INSTRUCTIONS FOR THE TASK – Among the entries below, one line contains "one chip can" and another contains "mod primitives;". Transcribe those two lines and every line between them, exactly.
·····
//! Wire codec for SoftDevice API serialization.
//!
//! Turns SoftDevice calls into byte packets and back, so a BLE application on one chip can
//! drive the radio stack running on another over a serial link. Every call is a typed request
//! implementing [`Request`]; [`req_enc`] / [`req_dec`] handle the request side and
//! [`rsp_enc`] / [`rsp_dec`] the response side. Asynchronous SoftDevice events use
//! [`BleEvent`], and [`transport`] frames packets for the link.
#![cfg_attr(not(test), no_std)]

mod fmt;

pub mod codec;
pub mod config;
pub mod cursor;
mod error;
pub mod opcode;
mod primitives;
pub mod types;

pub mod command;
pub mod event;
pub mod transport;

pub mod ble;
pub mod gap;
pub mod gatts;
pub mod l2cap;

pub use command::{cmd_rsp_dec, req_dec, req_enc, rsp_dec, rsp_enc, Request, Response};
pub use error::{nrf_error, Error};
pub use event::{evt_dec, evt_enc, BleEvent};
pub use opcode::{opcodes, Opcode};
pub use primitives::{ShortValue, Value};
·····
ANSWER TO THIS PROBLEM –
//! Turns SoftDevice calls into byte packets and back, so a BLE application on one chip can
//! drive the radio stack running on another over a serial link. Every call is a typed request
//! implementing [`Request`]; [`req_enc`] / [`req_dec`] handle the request side and
//! [`rsp_enc`] / [`rsp_dec`] the response side. Asynchronous SoftDevice events use
//! [`BleEvent`], and [`transport`] frames packets for the link.
#![cfg_attr(not(test), no_std)]

mod fmt;

pub mod codec;
pub mod config;
pub mod cursor;
mod error;
pub mod opcode;
mod primitives;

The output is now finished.